Do you get attached to certain animals? And how hard-hitting is it when a lion or a leopard you have been following for years dies?

Of course we do. These animals become part of our life. I see these animals more than I see my own family back in Johannesburg. We all have favourites and we definitely get attached. We try not too but look at how beautiful or handsome they all are. We cannot help it.

It is hard to see them disappear or vanish without a trace but you can only think of all the amazing memories they gave us and our guests.

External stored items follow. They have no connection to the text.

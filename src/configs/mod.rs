pub mod base;
pub mod logging;
pub mod player;

pub use base::*;
pub use logging::*;
pub use player::*;
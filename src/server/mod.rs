pub mod dispatcher;
pub(crate) mod registry;

pub use dispatcher::Dispatcher;
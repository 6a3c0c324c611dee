use serde::Serialize;

use crate::common::types::ChatId;
use crate::protocol::tracks::Track;

/// Notifications emitted by the orchestrator, e.g. to relay user-facing
/// messages. Delivered on the channel returned by
/// [`Dispatcher::events`](crate::server::Dispatcher::events).
#[derive(Debug, Clone, Serialize)]
#[serde(tag = "type", rename_all = "camelCase")]
pub enum PlayerEvent {
    #[serde(rename = "TrackStartEvent")]
    TrackStart { chat_id: ChatId, track: Track },

    #[serde(rename = "TrackEndEvent")]
    TrackEnd {
        chat_id: ChatId,
        track: Track,
        reason: TrackEndReason,
    },

    /// A transport stream died mid-track. Emitted in addition to the
    /// auto-advance the failure triggers, so observers can distinguish it
    /// from a natural end.
    #[serde(rename = "PlaybackFailedEvent")]
    PlaybackFailed {
        chat_id: ChatId,
        track: Option<Track>,
        reason: String,
    },

    /// Opening the voice connection failed; the pending track was put back
    /// at the queue head for a user-initiated retry.
    #[serde(rename = "ConnectionFailedEvent")]
    ConnectionFailed { chat_id: ChatId, reason: String },
}

/// Why the current track stopped being current.
#[derive(Debug, Clone, Copy, PartialEq, Eq, Serialize)]
#[serde(rename_all = "camelCase")]
pub enum TrackEndReason {
    Finished,
    Skipped,
    Stopped,
    Failed,
}

#[cfg(test)]
mod tests {
    use super::*;
    use crate::protocol::tracks::PlayableHandle;

    #[test]
    fn events_serialize_with_a_type_tag() {
        let event = PlayerEvent::TrackEnd {
            chat_id: ChatId(-100123),
            track: Track {
                identifier: "abc123".into(),
                title: "Test Tone".into(),
                duration_ms: None,
                uri: None,
                handle: PlayableHandle("abc123".into()),
                requested_by: 42.into(),
                enqueued_at: 0,
            },
            reason: TrackEndReason::Finished,
        };
        let value = serde_json::to_value(&event).unwrap();
        assert_eq!(value["type"], "TrackEndEvent");
        assert_eq!(value["chatId"], -100123);
        assert_eq!(value["reason"], "finished");
        assert_eq!(value["track"]["title"], "Test Tone");

        let event = PlayerEvent::ConnectionFailed {
            chat_id: ChatId(-100123),
            reason: "ice timeout".into(),
        };
        let value = serde_json::to_value(&event).unwrap();
        assert_eq!(value["type"], "ConnectionFailedEvent");
        assert_eq!(value["reason"], "ice timeout");
    }
}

The Sabi Sands Game Reserve is renowned for its unique and incredible leopard sightings where each one is known by name. Who gets to name them and have you ever had a chance to do it?

We try to name our leopards in a way that is suits their personality or somewhere where they have spent a lot of time growing up. So each lodge in the Western Sector will bring a name and all the Head Rangers/Guides will meet up and try find the name that best fits that individual.

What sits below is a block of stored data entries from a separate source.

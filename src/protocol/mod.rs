pub mod events;
pub mod intents;
pub mod tracks;

pub use events::*;
pub use intents::*;
pub use tracks::*;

At Leopard Hills before every game drive you ask guests what would they like you to look for. What is the most anticipated animal guests look forward to seeing the most?

For first time guests they generally request zebra, giraffe and lion.

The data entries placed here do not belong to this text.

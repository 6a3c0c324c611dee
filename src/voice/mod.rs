//! The voice-transport boundary.
//!
//! A [`VoiceTransport`] owns the live connections to chats' voice sessions.
//! `open`, `close`, `start_stream` and `stop_stream` initiate work and return
//! promptly; completions come back asynchronously as [`TransportEvent`]s on
//! the flume channel handed to the [`Dispatcher`](crate::server::Dispatcher),
//! which re-injects them into the owning session's serialization turn.
//! `pause` and `resume` acknowledge synchronously.

use async_trait::async_trait;

use crate::common::errors::PlayerError;
use crate::common::types::ChatId;
use crate::protocol::tracks::PlayableHandle;

/// Asynchronous completions and failures from the transport.
#[derive(Debug, Clone)]
pub enum TransportEvent {
    /// `open(chat_id)` succeeded; the connection is live.
    ConnectionReady { chat_id: ChatId },
    /// `open(chat_id)` failed. No connection exists.
    ConnectionFailed { chat_id: ChatId, reason: String },
    /// The current stream played to its natural end.
    StreamEnded { chat_id: ChatId },
    /// The current stream died before its natural end.
    StreamFailed { chat_id: ChatId, reason: String },
}

impl TransportEvent {
    pub fn chat_id(&self) -> ChatId {
        match self {
            Self::ConnectionReady { chat_id }
            | Self::ConnectionFailed { chat_id, .. }
            | Self::StreamEnded { chat_id }
            | Self::StreamFailed { chat_id, .. } => *chat_id,
        }
    }
}

#[async_trait]
pub trait VoiceTransport: Send + Sync + 'static {
    /// Begin opening a voice connection. Completion arrives as
    /// `ConnectionReady` or `ConnectionFailed`. Must not block beyond
    /// initiating the request.
    async fn open(&self, chat_id: ChatId);

    /// Tear down the chat's voice connection, cancelling any active stream
    /// (without emitting `StreamEnded` for it) and any `open` still in
    /// flight.
    async fn close(&self, chat_id: ChatId);

    /// Begin streaming `handle` over the chat's open connection. The stream's
    /// end arrives as `StreamEnded` or `StreamFailed`.
    async fn start_stream(&self, chat_id: ChatId, handle: &PlayableHandle);

    /// Stop the active stream without closing the connection. No
    /// `StreamEnded` is emitted for a stream stopped this way.
    async fn stop_stream(&self, chat_id: ChatId);

    async fn pause(&self, chat_id: ChatId) -> Result<(), PlayerError>;

    async fn resume(&self, chat_id: ChatId) -> Result<(), PlayerError>;
}
use serde::Serialize;

use crate::common::types::UserId;
use crate::player::state::PlayerStatus;
use crate::protocol::tracks::Track;

/// An inbound user action, routed to one chat's session by the dispatcher.
#[derive(Debug, Clone)]
pub enum Intent {
    /// Resolve `query` and either start playback (idle chat) or enqueue.
    Play { query: String, requested_by: UserId },
    Pause,
    Resume,
    /// Drop the current track and advance to the next queued one, if any.
    Skip,
    /// Stop playback, clear the queue, cancel in-flight resolves and (if
    /// configured) close the voice connection.
    Stop,
    Clear,
    Shuffle,
    /// Remove the queued track at a 1-based position.
    Remove { position: usize },
    /// Move a queued track between 1-based positions.
    Move { from: usize, to: usize },
    Status,
}

impl Intent {
    /// Short action name, used in errors and logs.
    pub fn action(&self) -> &'static str {
        match self {
            Self::Play { .. } => "play",
            Self::Pause => "pause",
            Self::Resume => "resume",
            Self::Skip => "skip",
            Self::Stop => "stop",
            Self::Clear => "clear",
            Self::Shuffle => "shuffle",
            Self::Remove { .. } => "remove",
            Self::Move { .. } => "move",
            Self::Status => "status",
        }
    }
}

/// Successful result of an intent, returned once the action is accepted and
/// validated rather than once playback physically starts.
#[derive(Debug, Clone, Serialize)]
#[serde(tag = "outcome", rename_all = "camelCase")]
pub enum Outcome {
    /// The chat was idle; playback of `track` was initiated.
    Playing { track: Track },
    /// Something was already playing; `track` went to the queue.
    Enqueued { track: Track, position: usize },
    Paused,
    Resumed,
    /// `next` is the new current track, or None if the queue was empty and
    /// the chat is now idle.
    Skipped { next: Option<Track> },
    Stopped,
    Cleared { removed: usize },
    Shuffled,
    Removed { track: Track },
    Moved,
    Status { status: PlayerStatus },
}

What are the rarest animals you have seen in the reserve?

I have been lucky enough to see my top two rarest animals in the Sabi Sands that guests request to see the most which is Pangolin and Aardvark.

At Leopard Hills guests can also go on a walking safari. Do rangers need a special qualification for that and what do you need to do in order to get it?

Yes we are all very qualified to do walking safari’s. There are a whole bunch of different qualifications that we need from shooting assessments to over 100 hours in foot in the bush.

Do you remember the first time you encountered one of the Big 5 on foot? What was it like?

I remember it like it was yesterday and will never forget that day.

I was around 16 years old and was lucky enough to be visiting Leopard Hills with my brother and parents. We did a bush walk with Duncan along the Sand River. We could here the distant chirps of Red Billed Oxpeckers. While we made approached about 60 meters in front of us 5 buffalo bulls popped out of the bush. The goose bumps started running along my skin, heartbeat starts to quicken and I am in my element.

Any documentaries or books on wildlife and conservation that you found inspiring and would recommend?

Brothers in Blood is my favourite documentary about Lions of the Sabi Sands. I was very fortunate to grow up with the coalition they talk about.

Don’t run whatever you do by Peter Allison

My Lions Heart by Gareth Patterson

Saving the last rhinos by Grant Fowlds and Graham Spence

The Sabi Sands Game Reserve has some of the best anti-poaching units in Africa. Does their work impact you in your daily life?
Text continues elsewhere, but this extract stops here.